• **What is needed**
How many lines of the entries hold the string "GpuStatus"? Reply with the number alone.

====== Information provided ======

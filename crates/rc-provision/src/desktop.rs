//! VNC desktop provisioning
//!
//! TurboVNC serves an XFCE session; with a GPU attached, VirtualGL renders
//! OpenGL on a headless Xorg server that drives the NVIDIA card.

use std::fs;
use std::path::Path;
use std::time::Duration;

use regex::Regex;

use rc_core::config::DesktopConfig;
use rc_core::credentials::VncPasswords;
use rc_core::session::{set_mode, write_private};
use rc_core::traits::{BackgroundProcess, CommandSpec};
use rc_core::{ProvisionSession, SystemLayout};

use crate::error::DesktopError;
use crate::gpu::{self, GpuStatus};
use crate::packages::PackageTransaction;

/// Only local (tunnelled) connections, no web viewer, no X11 over TCP
pub const VNC_SECURITY_POLICY: &str = "no-remote-connections\nno-httpd\nno-x11-tcp-connections\n";

/// Seat Xorg binds the GPU to; there is no /dev/tty0 to take over on the VM
pub const XORG_SEAT: &str = "seat-1";

const TURBOVNC_BIN: &str = "/opt/TurboVNC/bin";
const VGLSERVER_CONFIG: &str = "/opt/VirtualGL/bin/vglserver_config";

/// Time Xorg gets to fail on a bad BusID or driver mismatch
const XORG_SETTLE: Duration = Duration::from_secs(2);

/// Add a `MatchSeat` line to the first Device section of an xorg.conf.
/// Returns `None` when there is no Device section.
pub fn patch_xorg_device_section(conf: &str, seat: &str) -> Option<String> {
    let device = Regex::new(r#"(?s)(Section "Device".*?)(EndSection)"#).ok()?;
    if !device.is_match(conf) {
        return None;
    }
    let replacement = format!("${{1}}    MatchSeat      \"{}\"\n${{2}}", seat);
    Some(device.replacen(conf, 1, replacement.as_str()).into_owned())
}

fn io_error(path: &Path) -> impl FnOnce(std::io::Error) -> DesktopError {
    let path = path.to_path_buf();
    move |source| DesktopError::Io { path, source }
}

/// Restrict TurboVNC to local connections
pub fn write_vnc_security_policy(layout: &SystemLayout) -> Result<(), DesktopError> {
    let path = layout.vnc_security_conf();
    if let Some(parent) = path.parent() {
        fs::create_dir_all(parent).map_err(io_error(parent))?;
    }
    fs::write(&path, VNC_SECURITY_POLICY).map_err(io_error(&path))
}

/// Install libjpeg-turbo, VirtualGL, TurboVNC and XFCE
pub async fn install_desktop_packages(
    session: &ProvisionSession<'_>,
    config: &DesktopConfig,
) -> Result<(), DesktopError> {
    let debs = [
        (config.libjpeg_turbo_url(), "libjpeg-turbo.deb"),
        (config.virtualgl_url(), "virtualgl.deb"),
        (config.turbovnc_url(), "turbovnc.deb"),
    ];

    let mut paths = Vec::with_capacity(debs.len());
    for (url, name) in &debs {
        paths.push(session.download(url, name).await?);
    }

    let mut tx = PackageTransaction::new(*session);
    for path in &paths {
        tx.install_local_package(path).await?;
    }
    tx.install(&["xfce4", "xfce4-terminal"]).await?;
    tx.commit().await?;
    Ok(())
}

/// Install the userspace part of the NVIDIA driver matching the loaded kernel
/// module and configure Xorg for headless rendering through VirtualGL.
pub async fn install_gpu_stack(
    session: &ProvisionSession<'_>,
    config: &DesktopConfig,
) -> Result<(), DesktopError> {
    // The kernel module is loaded by the host and cannot be replaced, so the
    // userspace driver has to match it exactly
    let version = gpu::driver_version(session.runner).await?;
    tracing::info!("Installing NVIDIA userspace driver {}", version);

    let installer = session
        .download(&config.nvidia_driver_url(&version), "nvidia.run")
        .await?;
    set_mode(&installer, 0o755).map_err(io_error(&installer))?;
    session
        .runner
        .run(
            &CommandSpec::new(installer.to_string_lossy())
                .args(["--no-kernel-module", "--ui=none"])
                .stdin("1\n"),
        )
        .await?;

    let bus_id = gpu::xorg_bus_id(session.runner).await?;
    let xorg_conf = session.layout.xorg_conf();
    session
        .runner
        .run(
            &CommandSpec::new("nvidia-xconfig")
                .args([
                    "-a".to_string(),
                    "--allow-empty-initial-configuration".to_string(),
                    format!("--virtual={}", config.virtual_screen),
                    "--busid".to_string(),
                    bus_id,
                ])
                .arg(format!("--output-xconfig={}", xorg_conf.display())),
        )
        .await?;

    let conf = fs::read_to_string(&xorg_conf).map_err(io_error(&xorg_conf))?;
    let patched = patch_xorg_device_section(&conf, XORG_SEAT)
        .ok_or_else(|| DesktopError::NoDeviceSection(xorg_conf.clone()))?;
    fs::write(&xorg_conf, patched).map_err(io_error(&xorg_conf))?;

    session
        .runner
        .run(&CommandSpec::new(VGLSERVER_CONFIG).args(["-config", "+s", "+f"]))
        .await?;
    Ok(())
}

/// Start Xorg on the GPU; it tolerates the missing mouse and never touches a VT
pub fn start_xorg(session: &ProvisionSession<'_>) -> Result<Box<dyn BackgroundProcess>, DesktopError> {
    let spec = CommandSpec::new("Xorg")
        .args([
            "-seat",
            XORG_SEAT,
            "-allowMouseOpenFail",
            "-novtswitch",
            "-nolisten",
            "tcp",
        ])
        .log_file(session.work_path("xorg.log"));
    Ok(session.runner.spawn(&spec)?)
}

/// Give Xorg a moment, then fail if it has already gone away
pub async fn ensure_xorg_running(
    session: &ProvisionSession<'_>,
    xorg: &mut dyn BackgroundProcess,
) -> Result<(), DesktopError> {
    tokio::time::sleep(XORG_SETTLE).await;
    match xorg.try_exit()? {
        Some(code) => Err(DesktopError::XorgExited {
            code,
            log: session.work_path("xorg.log"),
        }),
        None => {
            tracing::info!("Xorg is running on {}", XORG_SEAT);
            Ok(())
        }
    }
}

/// Set VNC passwords for `user`, disable the screensaver and start TurboVNC
pub async fn start_vnc_session(
    session: &ProvisionSession<'_>,
    user: &str,
) -> Result<VncPasswords, DesktopError> {
    let passwords = VncPasswords::generate();
    let home = session.layout.home(user);
    let vnc_dir = home.join(".vnc");
    let passwd_path = vnc_dir.join("passwd");

    let encoded = session
        .runner
        .run(
            &CommandSpec::new(format!("{}/vncpasswd", TURBOVNC_BIN))
                .arg("-f")
                .stdin(passwords.vncpasswd_input()),
        )
        .await?
        .stdout;

    fs::create_dir_all(&vnc_dir).map_err(io_error(&vnc_dir))?;
    write_private(&passwd_path, &encoded, 0o600).map_err(io_error(&passwd_path))?;

    let screensaver = home.join(".xscreensaver");
    fs::write(&screensaver, "mode: off\n").map_err(io_error(&screensaver))?;

    let owner = format!("{0}:{0}", user);
    session
        .runner
        .run(
            &CommandSpec::new("chown")
                .args(["-R", owner.as_str()])
                .path_arg(&vnc_dir)
                .path_arg(&screensaver),
        )
        .await?;

    session
        .runner
        .run(&CommandSpec::new(format!("{}/vncserver", TURBOVNC_BIN)).as_user(user))
        .await?;
    tracing::info!("VNC server started for {}", user);

    Ok(passwords)
}

/// Run the whole desktop step
///
/// # Arguments
/// * `config` - Package versions and the virtual screen size
/// * `user` - Account that owns the VNC session
/// * `gpu` - With a GPU present the NVIDIA driver, Xorg and VirtualGL are
///   set up too
///
/// # Returns
/// The full-control and view-only VNC passwords.
pub async fn setup_desktop(
    session: &ProvisionSession<'_>,
    config: &DesktopConfig,
    user: &str,
    gpu: &GpuStatus,
) -> Result<VncPasswords, DesktopError> {
    install_desktop_packages(session, config).await?;
    write_vnc_security_policy(session.layout)?;

    if gpu.is_present() {
        install_gpu_stack(session, config).await?;
        let mut xorg = start_xorg(session)?;
        ensure_xorg_running(session, xorg.as_mut()).await?;
    } else {
        tracing::info!("No GPU, skipping hardware-accelerated rendering");
    }

    start_vnc_session(session, user).await
}
//! Locations of the system files remocolab touches
//!
//! All paths hang off a configurable root (`/` on a real VM) so the whole
//! workflow can be pointed at a scratch directory.

use std::path::{Path, PathBuf};

/// Resolves system paths under a root directory
#[derive(Debug, Clone)]
pub struct SystemLayout {
    root: PathBuf,
}

impl Default for SystemLayout {
    fn default() -> Self {
        Self::new("/")
    }
}

impl SystemLayout {
    /// Create a layout rooted at `root`
    pub fn new(root: impl Into<PathBuf>) -> Self {
        Self { root: root.into() }
    }

    /// The root itself
    pub fn root(&self) -> &Path {
        &self.root
    }

    /// Join an absolute system path onto the root
    pub fn path(&self, absolute: impl AsRef<Path>) -> PathBuf {
        let rel = absolute
            .as_ref()
            .strip_prefix("/")
            .unwrap_or_else(|_| absolute.as_ref());
        self.root.join(rel)
    }

    pub fn ssh_dir(&self) -> PathBuf {
        self.path("/etc/ssh")
    }

    pub fn sshd_config(&self) -> PathBuf {
        self.path("/etc/ssh/sshd_config")
    }

    /// Public half of the host key whose fingerprint is shown to the user
    pub fn host_key_pub(&self) -> PathBuf {
        self.path("/etc/ssh/ssh_host_ecdsa_key.pub")
    }

    pub fn sudoers_dir(&self) -> PathBuf {
        self.path("/etc/sudoers.d")
    }

    pub fn home(&self, user: &str) -> PathBuf {
        self.path("/home").join(user)
    }

    pub fn xorg_conf(&self) -> PathBuf {
        self.path("/etc/X11/xorg.conf")
    }

    pub fn vnc_security_conf(&self) -> PathBuf {
        self.path("/etc/turbovncserver-security.conf")
    }

    /// ngrok v2 stores the auth token here once `ngrok authtoken` has run
    pub fn ngrok_config(&self) -> PathBuf {
        self.path("/root/.ngrok2/ngrok.yml")
    }
}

======

• **Task result**
2